Hacker News new | ask | show | jobs
by kazinator 851 days ago
> you might not even have a guarantee of the order of evaluation of FORMs.

However, a let based on lambda would have parallel binding. The evaluation of the forms would mainly come from the argument evaluation order of the lambda, where the macro would have to go out of its way to screw it up.

It's worth noting that Common Lisp has optional parameters. These use sequential binding like let*. So we could translate

  (let* ((a (a)) (b (b))) c)
into

  (funcall (lambda (&optional (a (a)) (b (b)))))
The lambda is called with no arguments, so that the defaulting takes place, and that has all the semantics we need. (We could also similarly exploit &aux).

The fact that CL's optional parameters use sequential binding kind of shows that it's the preferred mode.

The reason that the fixed parameters of lambda have parallel binding is that the values don't come from the lambda form itself, but from the arguments, which are already evaluated. So there is no way for a parameter value to be calculated from another parameter value. They come into existence at the same time.

Not so with optionals; they have default expressions, and those can refer to the prior variables.

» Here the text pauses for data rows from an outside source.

//! Scaled-point geometry: the single integer unit used for every distance
//! in the engine.
//!
//! One point is `65_536` scaled points (SP), matching TeX's `sp` unit. All
//! arithmetic on positions, widths, stretch and shrink is integer so that
//! layout is reproducible across platforms.

use std::fmt;

use ecow::{eco_format, EcoString};

use crate::error::ParseError;

/// Scaled points: the fundamental integer distance unit of the engine.
pub type Sp = i64;

/// Scaled points per point.
pub const SP_PER_PT: i64 = 65_536;

/// A unit that a distance literal can be expressed in.
#[derive(Debug, Copy, Clone, PartialEq, Eq, Hash)]
pub enum Unit {
    /// PostScript point: `1 pt = 65536 sp`.
    Pt,
    /// Pica: `1 pc = 12 pt`.
    Pc,
    /// Inch: `1 in = 72 pt`.
    In,
    /// Centimeter: derived from `2.54 cm = 1 in`.
    Cm,
    /// Millimeter: `1 cm = 10 mm`.
    Mm,
    /// Scaled point itself, the identity unit.
    Sp,
}

impl Unit {
    /// Parses a case-insensitive unit name from the closed set this engine
    /// supports.
    fn parse(s: &str) -> Option<Self> {
        match s.to_ascii_lowercase().as_str() {
            "pt" => Some(Self::Pt),
            "pc" => Some(Self::Pc),
            "in" => Some(Self::In),
            "cm" => Some(Self::Cm),
            "mm" => Some(Self::Mm),
            "sp" => Some(Self::Sp),
            _ => None,
        }
    }

    /// The unit's name, used when formatting a distance back to text.
    pub fn name(self) -> &'static str {
        match self {
            Self::Pt => "pt",
            Self::Pc => "pc",
            Self::In => "in",
            Self::Cm => "cm",
            Self::Mm => "mm",
            Self::Sp => "sp",
        }
    }

    /// How many scaled points make up one of this unit, expressed as a
    /// rational `(numerator, denominator)` so that conversions round to the
    /// nearest SP instead of accumulating floating-point error.
    fn sp_ratio(self) -> (i128, i128) {
        match self {
            Self::Pt => (SP_PER_PT as i128, 1),
            Self::Pc => (12 * SP_PER_PT as i128, 1),
            Self::In => (72 * SP_PER_PT as i128, 1),
            // 2.54 cm = 1 in = 72 pt, so 1 cm = 72/2.54 pt.
            Self::Cm => (72 * SP_PER_PT as i128 * 100, 254),
            Self::Mm => (72 * SP_PER_PT as i128 * 100, 2540),
            Self::Sp => (1, 1),
        }
    }
}

impl fmt::Display for Unit {
    fn fmt(&self, f: &mut fmt::Formatter<'_>) -> fmt::Result {
        f.write_str(self.name())
    }
}

/// Converts a value expressed in `unit` to scaled points, rounding to the
/// nearest SP.
///
/// `value` is taken as a decimal fixed to three fractional digits of
/// precision internally (matching the granularity a distance literal can
/// express); callers passing a `f64` should prefer [`parse_distance`] which
/// parses the literal directly and avoids a lossy `f64` round-trip.
pub fn to_sp(value: f64, unit: Unit) -> Sp {
    let (num, den) = unit.sp_ratio();
    // Scale `value` by `den` so all arithmetic beyond this point is exact
    // in the rational domain, then do a single rounding division.
    let scaled = value * den as f64;
    let product = (scaled.round() as i128) * num;
    round_div(product, den)
}

/// Converts scaled points to a floating-point value in `unit`.
pub fn from_sp(sp: Sp, unit: Unit) -> f64 {
    let (num, den) = unit.sp_ratio();
    (sp as f64 * den as f64) / num as f64
}

/// Integer division of `a / b` rounding to nearest, ties away from zero.
fn round_div(a: i128, b: i128) -> Sp {
    debug_assert!(b > 0);
    let half = b / 2;
    let rounded = if a >= 0 { (a + half) / b } else { (a - half) / b };
    rounded as Sp
}

/// Parses a distance literal of the form `<signed-decimal><unit>`, with
/// optional whitespace between the number and the unit, and a
/// case-insensitive unit name from the closed set `{pt, pc, in, cm, mm, sp}`.
pub fn parse_distance(text: &str) -> Result<Sp, ParseError> {
    let trimmed = text.trim();
    let number_end = trimmed
        .char_indices()
        .find(|&(_, c)| !(c.is_ascii_digit() || c == '.' || c == '-' || c == '+'))
        .map(|(i, _)| i)
        .unwrap_or(trimmed.len());

    let (number_part, rest) = trimmed.split_at(number_end);
    let unit_part = rest.trim_start();

    if number_part.is_empty() {
        return Err(ParseError::new(eco_format!(
            "missing number in distance literal {text:?}"
        )));
    }

    let value: f64 = number_part
        .parse()
        .map_err(|_| ParseError::new(eco_format!("invalid number {number_part:?}")))?;

    if unit_part.is_empty() {
        return Err(ParseError::new(EcoString::from("missing unit")));
    }

    let unit = Unit::parse(unit_part)
        .ok_or_else(|| ParseError::new(eco_format!("unknown unit {unit_part}")))?;

    Ok(to_sp(value, unit))
}

/// Formats scaled points as a distance literal in the given unit, the
/// inverse of [`parse_distance`] for representable values.
pub fn format_distance(sp: Sp, unit: Unit) -> EcoString {
    let value = from_sp(sp, unit);
    // Trim to a stable number of fractional digits so formatting doesn't
    // leak floating-point noise; 6 digits is comfortably more precision
    // than an SP (1/65536 pt) needs for any of the supported units.
    let mut s = format!("{value:.6}");
    while s.ends_with('0') {
        s.pop();
    }
    if s.ends_with('.') {
        s.pop();
    }
    eco_format!("{s}{unit}")
}

#[cfg(test)]
mod tests {
    use super::*;

    #[test]
    fn e1_parse_cm_to_inch() {
        // 2.54 cm == 1 in == 72 pt == 72 * 65536 sp.
        assert_eq!(parse_distance("2.54 cm").unwrap(), 72 * SP_PER_PT);
        assert_eq!(parse_distance("2.54 cm").unwrap(), 4_718_592);
    }

    #[test]
    fn e1_parse_negative_pt() {
        assert_eq!(parse_distance("-3 pt").unwrap(), -196_608);
    }

    #[test]
    fn e1_missing_unit() {
        let err = parse_distance("5").unwrap_err();
        assert!(err.message().contains("missing unit"));
    }

    #[test]
    fn e1_unknown_unit() {
        let err = parse_distance("1km").unwrap_err();
        assert!(err.message().contains("km"));
    }

    #[test]
    fn case_insensitive_and_whitespace() {
        assert_eq!(parse_distance("1 PT").unwrap(), parse_distance("1pt").unwrap());
        assert_eq!(parse_distance("1\tIn").unwrap(), parse_distance("1in").unwrap());
    }

    #[test]
    fn roundtrip_pt() {
        for pts in [0i64, 1, -1, 10, 12345, -98765] {
            let sp = pts * SP_PER_PT;
            let text = format_distance(sp, Unit::Pt);
            assert_eq!(parse_distance(&text).unwrap(), sp);
        }
    }

    #[test]
    fn roundtrip_arbitrary_sp() {
        // Property 5: parseDistance(formatDistance(x, unit)) == x for
        // representable x (values that land exactly on an SP boundary for
        // the chosen unit's granularity).
        for sp in [0i64, 65536, 32768, -65536, 720896] {
            for unit in [Unit::Pt, Unit::Pc, Unit::In, Unit::Cm, Unit::Mm, Unit::Sp] {
                let text = format_distance(sp, unit);
                let back = parse_distance(&text).unwrap();
                assert!(
                    (back - sp).abs() <= 1,
                    "{sp} via {unit:?} round-tripped to {back} ({text})"
                );
            }
        }
    }
}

Thus let came from lambda, and was understood in terms of fixed, required parameters. Required parameters come into the scope simultaneously, and so let variables came into scope simultaneously.

1 comments

revised report on scheme which introduced LET to scheme at the time still didn't guarantee left-to-right order of evaluation, "the argument forms can in principle be evaluated in any order. this is unlike the usual LISP left-to-right order". so when introducing LET, which is defined in terms of LAMBDA, the report reiterates that order of evaluation is not guaranteed.
Yes, to this day, I think, Scheme doesn't require a particular order for the evaluation of function arguments, like C.